* About this task
Reading the records beneath this task, work out how many lines contain the word "ResponseTemplate" and reply with only that number.
# # #
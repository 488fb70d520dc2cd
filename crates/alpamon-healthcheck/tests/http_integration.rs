//! Drives [`await_commissioned`] against a real `wiremock` server the way
//! the supervisor will: a `StartupChecker` closure that makes an actual
//! HTTP call to `/api/servers/servers/-/` and translates the response into
//! a [`ProbeOutcome`].

use alpamon_healthcheck::{await_commissioned, ProbeOutcome};
use std::sync::atomic::{AtomicUsize, Ordering};
use std::sync::Arc;
use wiremock::matchers::{method, path};
use wiremock::{Mock, MockServer, ResponseTemplate};

async fn probe(client: &reqwest::Client, base_url: &str) -> ProbeOutcome {
    match client
        .get(format!("{base_url}/api/servers/servers/-/"))
        .send()
        .await
    {
        Ok(response) if response.status().is_success() => {
            let body: serde_json::Value = response.json().await.unwrap_or_default();
            let commissioned = body.get("commissioned").and_then(|v| v.as_bool()).unwrap_or(false);
            ProbeOutcome::Ready { commissioned }
        }
        _ => ProbeOutcome::NotReady,
    }
}

#[tokio::test]
async fn returns_commissioned_flag_on_first_200() {
    let server = MockServer::start().await;
    Mock::given(method("GET"))
        .and(path("/api/servers/servers/-/"))
        .respond_with(ResponseTemplate::new(200).set_body_json(serde_json::json!({"commissioned": true})))
        .mount(&server)
        .await;

    let client = reqwest::Client::new();
    let uri = server.uri();
    let commissioned = await_commissioned(|| probe(&client, &uri)).await;

    assert!(commissioned);
}

#[tokio::test(start_paused = true)]
async fn retries_through_5xx_then_returns_once_ready() {
    let server = MockServer::start().await;
    Mock::given(method("GET"))
        .and(path("/api/servers/servers/-/"))
        .respond_with(ResponseTemplate::new(503))
        .up_to_n_times(2)
        .mount(&server)
        .await;
    Mock::given(method("GET"))
        .and(path("/api/servers/servers/-/"))
        .respond_with(ResponseTemplate::new(200).set_body_json(serde_json::json!({"commissioned": false})))
        .mount(&server)
        .await;

    let client = reqwest::Client::new();
    let uri = server.uri();
    let attempts = Arc::new(AtomicUsize::new(0));
    let a = Arc::clone(&attempts);

    let commissioned = await_commissioned(|| {
        a.fetch_add(1, Ordering::SeqCst);
        probe(&client, &uri)
    })
    .await;

    assert!(!commissioned);
    assert!(attempts.load(Ordering::SeqCst) >= 3);
}

#[tokio::test]
async fn treats_connection_failure_as_not_ready() {
    // Nothing listening on this port; the probe closure should see a
    // connection error and report NotReady rather than panicking.
    let client = reqwest::Client::new();
    let dead_url = "http://127.0.0.1:1".to_string();
    let attempts = Arc::new(AtomicUsize::new(0));
    let a = Arc::clone(&attempts);

    let fut = await_commissioned(move || {
        let client = client.clone();
        let url = dead_url.clone();
        let a = Arc::clone(&a);
        async move {
            a.fetch_add(1, Ordering::SeqCst);
            probe(&client, &url).await
        }
    });

    // Bound the wait: we only care that a couple of attempts happened and
    // none of them panicked on the connection error.
    let _ = tokio::time::timeout(std::time::Duration::from_millis(100), fut).await;
    assert!(attempts.load(Ordering::SeqCst) >= 1);
}
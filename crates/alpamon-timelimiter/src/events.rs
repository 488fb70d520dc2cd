//! Events emitted by the time limiter.

use alpamon_core::AgentEvent;
use std::time::{Duration, Instant};

/// Observability events for a single timed call.
#[derive(Debug, Clone)]
pub enum TimeLimiterEvent {
    /// The call completed within the deadline.
    Success {
        pattern_name: String,
        timestamp: Instant,
        duration: Duration,
    },
    /// The call returned an error before the deadline.
    Error {
        pattern_name: String,
        timestamp: Instant,
        duration: Duration,
    },
    /// The deadline elapsed before the call completed.
    Timeout {
        pattern_name: String,
        timestamp: Instant,
        timeout_duration: Duration,
    },
}

impl AgentEvent for TimeLimiterEvent {
    fn event_type(&self) -> &'static str {
        match self {
            TimeLimiterEvent::Success { .. } => "success",
            TimeLimiterEvent::Error { .. } => "error",
            TimeLimiterEvent::Timeout { .. } => "timeout",
        }
    }

    fn timestamp(&self) -> Instant {
        match self {
            TimeLimiterEvent::Success { timestamp, .. }
            | TimeLimiterEvent::Error { timestamp, .. }
            | TimeLimiterEvent::Timeout { timestamp, .. } => *timestamp,
        }
    }

    fn pattern_name(&self) -> &str {
        match self {
            TimeLimiterEvent::Success { pattern_name, .. }
            | TimeLimiterEvent::Error { pattern_name, .. }
            | TimeLimiterEvent::Timeout { pattern_name, .. } => pattern_name,
        }
    }
}
//! End-to-end coverage for things the unit tests in `runcmd.rs`/`grammar.rs`
//! don't exercise: environment variables actually reaching the child, and a
//! full `&&`/`;` chain running real processes back to back.

use alpamon_shell::{run_shell_line, runcmd};
use std::collections::HashMap;
use std::time::Duration;

#[tokio::test]
async fn environment_variables_reach_the_child_process() {
    let mut env = HashMap::new();
    env.insert("ALPAMON_TEST_VAR".to_string(), "from-the-agent".to_string());

    let outcome = runcmd(
        &["/bin/sh".to_string(), "-c".to_string(), "echo $ALPAMON_TEST_VAR".to_string()],
        Some("root"),
        Some("root"),
        Some(env),
        Duration::from_secs(5),
    )
    .await
    .unwrap();

    assert_eq!(outcome.exit_code, 0);
    assert_eq!(outcome.output.trim(), "from-the-agent");
}

#[tokio::test]
async fn mixed_chain_runs_every_reachable_segment() {
    let outcome = run_shell_line("echo one ; echo two && echo three", "root", "root", None)
        .await
        .unwrap();

    assert_eq!(outcome.exit_code, 0);
    assert!(outcome.output.contains("one"));
    assert!(outcome.output.contains("two"));
    assert!(outcome.output.contains("three"));
}

#[tokio::test]
async fn or_chain_short_circuits_on_success() {
    let outcome = run_shell_line("echo first || echo unreachable", "root", "root", None)
        .await
        .unwrap();

    assert!(outcome.output.contains("first"));
    assert!(!outcome.output.contains("unreachable"));
}
//! Errors from spawning a command or dropping privileges.

use alpamon_core::AgentError;
use thiserror::Error;

#[derive(Debug, Error)]
pub enum ShellError {
    #[error("unknown user: {0}")]
    UnknownUser(String),

    #[error("unknown group: {0}")]
    UnknownGroup(String),

    #[error("privilege drop failed: {0}")]
    PrivilegeDrop(String),

    #[error("failed to spawn command: {0}")]
    Spawn(#[from] std::io::Error),

    #[error("command timed out")]
    Timeout,

    #[error("pty error: {0}")]
    Pty(String),
}

impl From<ShellError> for AgentError {
    fn from(err: ShellError) -> Self {
        match err {
            ShellError::Timeout => AgentError::Timeout { layer: "runcmd" },
            ShellError::PrivilegeDrop(msg) | ShellError::UnknownUser(msg) | ShellError::UnknownGroup(msg) => {
                AgentError::PrivilegeDrop(msg)
            }
            ShellError::Spawn(e) => AgentError::Application(e.to_string()),
            ShellError::Pty(msg) => AgentError::Application(msg),
        }
    }
}
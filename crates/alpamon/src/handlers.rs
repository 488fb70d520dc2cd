//! Wires the control channel (D) to the command dispatcher (E) and the
//! inventory reconciler (H), the two seams both crates expose precisely so
//! this composition root is the only place that needs to know about all
//! three at once.

use alpamon_commands::{CommandDispatcher, InventoryHandle};
use alpamon_executor::Executor;
use alpamon_inventory::Reconciler;
use alpamon_transport::ControlChannelHandlers;
use async_trait::async_trait;
use serde_json::Value;
use std::sync::Arc;

/// Delegates `alpamon-commands`' inventory seam straight to the reconciler;
/// kept as a thin wrapper rather than a blanket impl so `alpamon-inventory`
/// stays free of a dependency on `alpamon-commands` ( "shared
/// control-channel reference in tasks" applies the same way to this seam).
pub struct InventoryAdapter(pub Arc<Reconciler>);

#[async_trait]
impl InventoryHandle for InventoryAdapter {
    async fn commit(&self, keys: Vec<String>) {
        self.0.commit(keys).await;
    }

    async fn sync(&self, keys: Vec<String>) {
        self.0.sync(keys).await;
    }
}

/// Implements the control channel's callback trait by spawning each inbound
/// command onto its own task and routing `commit` queries to the
/// reconciler.
pub struct AgentHandlers<E: Executor> {
    pub dispatcher: Arc<CommandDispatcher>,
    pub reconciler: Arc<Reconciler>,
    pub executor: E,
}

#[async_trait]
impl<E: Executor> ControlChannelHandlers for AgentHandlers<E> {
    async fn on_command(&self, command: Value) {
        let dispatcher = Arc::clone(&self.dispatcher);
        self.executor.spawn(async move { dispatcher.run(command).await });
    }

    async fn on_commit(&self) {
        // The startup sequence already chose commit-vs-sync based on
        // `commissioned`; every later trigger over the live
        // channel is necessarily post-commissioning, so it's always a sync.
        let reconciler = Arc::clone(&self.reconciler);
        self.executor.spawn(async move { reconciler.sync(Vec::new()).await });
    }

    fn has_fact_tool(&self) -> bool {
        self.reconciler.has_fact_tool()
    }
}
# # #
* Answer to this problem
4